▶ **Task**: Starting at the first line of the data below, retype every line up to and including the one containing "use crate::scrapers::politeness::PolitenessConfig;".

(Stored dataset items)
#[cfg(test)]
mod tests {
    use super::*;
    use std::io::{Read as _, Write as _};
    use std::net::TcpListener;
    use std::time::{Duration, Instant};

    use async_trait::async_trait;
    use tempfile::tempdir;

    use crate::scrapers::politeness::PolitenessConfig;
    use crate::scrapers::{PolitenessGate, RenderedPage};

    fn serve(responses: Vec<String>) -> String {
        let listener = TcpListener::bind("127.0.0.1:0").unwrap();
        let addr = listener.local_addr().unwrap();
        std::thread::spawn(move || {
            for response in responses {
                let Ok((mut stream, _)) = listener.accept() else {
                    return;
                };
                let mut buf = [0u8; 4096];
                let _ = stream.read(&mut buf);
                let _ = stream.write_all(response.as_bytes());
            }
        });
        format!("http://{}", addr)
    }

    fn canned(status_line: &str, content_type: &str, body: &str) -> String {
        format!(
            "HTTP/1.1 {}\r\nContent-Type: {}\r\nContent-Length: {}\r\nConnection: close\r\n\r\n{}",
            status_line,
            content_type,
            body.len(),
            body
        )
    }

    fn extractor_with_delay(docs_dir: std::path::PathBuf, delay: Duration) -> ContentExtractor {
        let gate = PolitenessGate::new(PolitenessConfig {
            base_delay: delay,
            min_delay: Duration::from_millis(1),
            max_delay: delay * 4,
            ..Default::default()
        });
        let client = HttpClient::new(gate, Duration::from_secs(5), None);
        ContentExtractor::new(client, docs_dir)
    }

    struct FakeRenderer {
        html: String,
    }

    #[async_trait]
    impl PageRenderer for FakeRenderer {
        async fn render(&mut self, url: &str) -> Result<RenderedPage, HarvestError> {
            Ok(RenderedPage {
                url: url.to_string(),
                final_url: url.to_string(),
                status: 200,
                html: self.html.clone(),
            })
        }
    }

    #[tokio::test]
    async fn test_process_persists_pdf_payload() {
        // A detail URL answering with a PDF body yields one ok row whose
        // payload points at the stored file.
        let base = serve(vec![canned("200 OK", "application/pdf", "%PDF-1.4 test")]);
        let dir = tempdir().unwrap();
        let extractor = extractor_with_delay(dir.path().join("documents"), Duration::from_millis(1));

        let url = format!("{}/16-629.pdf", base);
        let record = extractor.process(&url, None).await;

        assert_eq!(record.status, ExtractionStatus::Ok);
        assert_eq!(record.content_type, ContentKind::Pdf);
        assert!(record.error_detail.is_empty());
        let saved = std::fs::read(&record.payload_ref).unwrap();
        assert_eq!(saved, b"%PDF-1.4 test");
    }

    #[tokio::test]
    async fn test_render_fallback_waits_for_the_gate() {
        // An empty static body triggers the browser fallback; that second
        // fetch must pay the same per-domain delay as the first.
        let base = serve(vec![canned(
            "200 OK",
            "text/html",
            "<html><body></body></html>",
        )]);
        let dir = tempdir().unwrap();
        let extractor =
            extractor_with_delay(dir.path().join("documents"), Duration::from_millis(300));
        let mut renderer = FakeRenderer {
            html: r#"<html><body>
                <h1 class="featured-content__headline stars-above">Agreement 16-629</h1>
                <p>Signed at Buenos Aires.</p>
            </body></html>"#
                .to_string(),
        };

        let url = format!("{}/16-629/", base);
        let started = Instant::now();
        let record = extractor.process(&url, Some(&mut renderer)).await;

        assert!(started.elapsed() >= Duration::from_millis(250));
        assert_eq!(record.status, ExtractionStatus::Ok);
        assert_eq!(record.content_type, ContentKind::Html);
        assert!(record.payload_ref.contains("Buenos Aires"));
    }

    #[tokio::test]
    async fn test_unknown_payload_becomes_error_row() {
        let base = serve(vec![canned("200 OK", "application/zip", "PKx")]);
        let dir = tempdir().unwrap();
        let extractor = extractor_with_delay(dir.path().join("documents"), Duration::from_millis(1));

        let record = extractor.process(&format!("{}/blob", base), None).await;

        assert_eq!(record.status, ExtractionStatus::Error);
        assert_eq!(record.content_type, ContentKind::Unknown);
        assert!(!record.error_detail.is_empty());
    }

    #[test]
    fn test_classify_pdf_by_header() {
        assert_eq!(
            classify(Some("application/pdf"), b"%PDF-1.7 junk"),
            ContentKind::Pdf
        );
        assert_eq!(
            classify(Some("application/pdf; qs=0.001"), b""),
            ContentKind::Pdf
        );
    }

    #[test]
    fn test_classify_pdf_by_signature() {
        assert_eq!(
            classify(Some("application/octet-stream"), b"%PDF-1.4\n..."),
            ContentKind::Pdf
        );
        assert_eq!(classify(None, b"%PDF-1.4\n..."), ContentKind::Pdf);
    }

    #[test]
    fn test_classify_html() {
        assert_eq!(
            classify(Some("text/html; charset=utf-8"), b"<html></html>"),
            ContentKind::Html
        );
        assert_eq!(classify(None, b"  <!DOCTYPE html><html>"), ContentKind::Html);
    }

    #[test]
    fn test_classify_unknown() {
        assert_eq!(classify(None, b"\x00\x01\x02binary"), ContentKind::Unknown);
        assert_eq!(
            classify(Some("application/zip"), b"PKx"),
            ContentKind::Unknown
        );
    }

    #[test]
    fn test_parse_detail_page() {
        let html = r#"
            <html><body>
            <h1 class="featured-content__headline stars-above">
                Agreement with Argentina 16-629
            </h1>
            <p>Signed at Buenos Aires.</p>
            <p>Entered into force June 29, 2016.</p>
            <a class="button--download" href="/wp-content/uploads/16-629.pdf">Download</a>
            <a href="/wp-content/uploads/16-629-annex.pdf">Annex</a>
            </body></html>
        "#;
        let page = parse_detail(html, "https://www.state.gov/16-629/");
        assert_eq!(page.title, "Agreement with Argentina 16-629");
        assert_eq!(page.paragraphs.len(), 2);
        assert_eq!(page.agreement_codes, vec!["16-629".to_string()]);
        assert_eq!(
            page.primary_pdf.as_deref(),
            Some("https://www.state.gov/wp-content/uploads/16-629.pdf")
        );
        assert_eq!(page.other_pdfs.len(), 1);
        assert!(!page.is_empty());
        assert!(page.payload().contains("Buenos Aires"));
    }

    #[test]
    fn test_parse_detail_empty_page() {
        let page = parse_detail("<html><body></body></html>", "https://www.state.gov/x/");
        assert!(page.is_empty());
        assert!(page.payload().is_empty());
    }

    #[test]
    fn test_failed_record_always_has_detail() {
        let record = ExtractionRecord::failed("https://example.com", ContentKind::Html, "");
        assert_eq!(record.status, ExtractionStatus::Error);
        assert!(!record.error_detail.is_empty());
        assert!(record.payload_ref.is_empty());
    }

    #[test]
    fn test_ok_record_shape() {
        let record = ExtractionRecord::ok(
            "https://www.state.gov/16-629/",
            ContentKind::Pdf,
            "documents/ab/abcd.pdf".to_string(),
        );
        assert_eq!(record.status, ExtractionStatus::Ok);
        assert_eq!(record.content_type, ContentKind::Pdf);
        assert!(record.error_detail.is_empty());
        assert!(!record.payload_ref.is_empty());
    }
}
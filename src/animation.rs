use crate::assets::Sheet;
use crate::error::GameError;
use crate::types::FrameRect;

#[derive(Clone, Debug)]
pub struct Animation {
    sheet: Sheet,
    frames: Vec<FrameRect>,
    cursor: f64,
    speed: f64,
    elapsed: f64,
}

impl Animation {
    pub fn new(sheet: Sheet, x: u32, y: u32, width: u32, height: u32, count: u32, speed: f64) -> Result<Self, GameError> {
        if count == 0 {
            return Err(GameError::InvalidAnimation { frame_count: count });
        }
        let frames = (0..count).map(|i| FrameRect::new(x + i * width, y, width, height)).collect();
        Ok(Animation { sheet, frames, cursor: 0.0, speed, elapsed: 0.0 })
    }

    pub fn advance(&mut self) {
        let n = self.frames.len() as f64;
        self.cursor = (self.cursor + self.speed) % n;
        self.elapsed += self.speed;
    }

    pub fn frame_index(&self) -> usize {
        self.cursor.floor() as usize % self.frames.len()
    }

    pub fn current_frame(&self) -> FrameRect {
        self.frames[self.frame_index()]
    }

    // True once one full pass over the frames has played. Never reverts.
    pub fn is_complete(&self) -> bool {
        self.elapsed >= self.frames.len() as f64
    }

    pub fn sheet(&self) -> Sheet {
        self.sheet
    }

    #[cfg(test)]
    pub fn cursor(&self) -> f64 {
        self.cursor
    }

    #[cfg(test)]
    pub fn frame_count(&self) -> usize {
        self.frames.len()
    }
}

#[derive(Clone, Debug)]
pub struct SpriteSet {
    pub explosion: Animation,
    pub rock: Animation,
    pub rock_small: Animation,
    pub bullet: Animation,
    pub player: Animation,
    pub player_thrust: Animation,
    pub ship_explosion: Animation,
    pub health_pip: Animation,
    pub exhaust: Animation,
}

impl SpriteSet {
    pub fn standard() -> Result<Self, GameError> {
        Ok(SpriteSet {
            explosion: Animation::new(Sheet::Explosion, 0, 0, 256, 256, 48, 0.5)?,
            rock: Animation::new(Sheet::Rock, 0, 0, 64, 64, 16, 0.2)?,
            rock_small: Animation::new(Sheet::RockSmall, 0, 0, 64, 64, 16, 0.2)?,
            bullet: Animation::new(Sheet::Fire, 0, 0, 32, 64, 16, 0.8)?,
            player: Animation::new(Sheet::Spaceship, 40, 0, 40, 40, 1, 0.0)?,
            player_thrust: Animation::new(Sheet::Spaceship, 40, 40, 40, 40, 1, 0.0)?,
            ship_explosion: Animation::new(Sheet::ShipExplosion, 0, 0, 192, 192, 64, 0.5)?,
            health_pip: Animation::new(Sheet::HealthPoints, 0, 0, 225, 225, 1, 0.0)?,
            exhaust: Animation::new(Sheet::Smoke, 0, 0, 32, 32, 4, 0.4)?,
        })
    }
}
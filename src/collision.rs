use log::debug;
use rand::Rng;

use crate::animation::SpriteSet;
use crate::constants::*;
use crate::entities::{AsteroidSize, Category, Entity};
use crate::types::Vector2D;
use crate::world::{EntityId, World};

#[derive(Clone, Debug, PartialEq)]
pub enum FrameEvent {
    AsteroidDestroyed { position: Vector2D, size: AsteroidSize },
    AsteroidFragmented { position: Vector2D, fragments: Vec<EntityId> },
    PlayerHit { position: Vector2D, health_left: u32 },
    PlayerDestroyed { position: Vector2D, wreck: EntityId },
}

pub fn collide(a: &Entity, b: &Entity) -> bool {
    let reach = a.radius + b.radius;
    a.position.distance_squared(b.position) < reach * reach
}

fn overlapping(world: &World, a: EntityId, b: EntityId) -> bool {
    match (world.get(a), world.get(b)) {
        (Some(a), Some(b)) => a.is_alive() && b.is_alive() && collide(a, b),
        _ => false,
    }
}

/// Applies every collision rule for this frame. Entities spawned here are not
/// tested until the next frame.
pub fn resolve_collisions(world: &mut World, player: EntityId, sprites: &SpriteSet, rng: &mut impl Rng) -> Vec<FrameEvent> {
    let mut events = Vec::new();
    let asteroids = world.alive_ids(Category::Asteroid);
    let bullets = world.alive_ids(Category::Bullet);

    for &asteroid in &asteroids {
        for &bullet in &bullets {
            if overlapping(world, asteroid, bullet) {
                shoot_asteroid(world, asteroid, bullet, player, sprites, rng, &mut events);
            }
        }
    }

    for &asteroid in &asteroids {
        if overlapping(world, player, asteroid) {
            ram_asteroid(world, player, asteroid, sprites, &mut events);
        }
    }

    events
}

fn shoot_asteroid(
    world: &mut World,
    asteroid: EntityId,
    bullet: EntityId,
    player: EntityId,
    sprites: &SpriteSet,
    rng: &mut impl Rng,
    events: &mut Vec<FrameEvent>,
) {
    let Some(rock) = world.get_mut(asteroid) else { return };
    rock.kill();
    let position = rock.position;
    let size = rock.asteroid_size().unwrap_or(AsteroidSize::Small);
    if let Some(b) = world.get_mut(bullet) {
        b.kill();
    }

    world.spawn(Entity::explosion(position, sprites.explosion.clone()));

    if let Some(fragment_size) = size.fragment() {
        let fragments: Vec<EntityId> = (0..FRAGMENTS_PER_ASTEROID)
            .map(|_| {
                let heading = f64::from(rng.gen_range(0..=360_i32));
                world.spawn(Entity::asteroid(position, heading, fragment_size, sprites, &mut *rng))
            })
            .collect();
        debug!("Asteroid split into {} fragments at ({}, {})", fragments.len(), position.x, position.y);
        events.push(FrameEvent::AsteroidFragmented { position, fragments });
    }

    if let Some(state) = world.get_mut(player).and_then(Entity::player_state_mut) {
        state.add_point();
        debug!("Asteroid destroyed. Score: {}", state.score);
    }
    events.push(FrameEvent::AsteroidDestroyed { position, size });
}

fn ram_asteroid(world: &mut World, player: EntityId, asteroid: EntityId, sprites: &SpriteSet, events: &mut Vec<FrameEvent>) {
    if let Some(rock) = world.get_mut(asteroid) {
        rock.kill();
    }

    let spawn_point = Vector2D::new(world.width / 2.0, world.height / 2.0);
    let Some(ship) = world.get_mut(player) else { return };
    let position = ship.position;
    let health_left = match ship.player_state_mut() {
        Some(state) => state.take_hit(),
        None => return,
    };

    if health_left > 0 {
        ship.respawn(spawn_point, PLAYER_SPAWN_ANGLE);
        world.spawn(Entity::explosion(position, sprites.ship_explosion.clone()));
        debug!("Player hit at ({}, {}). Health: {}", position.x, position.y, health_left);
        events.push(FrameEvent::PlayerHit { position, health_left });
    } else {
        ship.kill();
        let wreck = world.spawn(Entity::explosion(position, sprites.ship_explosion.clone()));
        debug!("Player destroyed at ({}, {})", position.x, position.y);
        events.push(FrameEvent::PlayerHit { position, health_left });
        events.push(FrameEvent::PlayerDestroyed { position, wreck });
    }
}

▶ **Your response**:
#[cfg(test)]
mod tests {
    use super::*;
    use std::io::{Read as _, Write as _};
    use std::net::TcpListener;
    use std::time::{Duration, Instant};

    use async_trait::async_trait;
    use tempfile::tempdir;

    use crate::scrapers::politeness::PolitenessConfig;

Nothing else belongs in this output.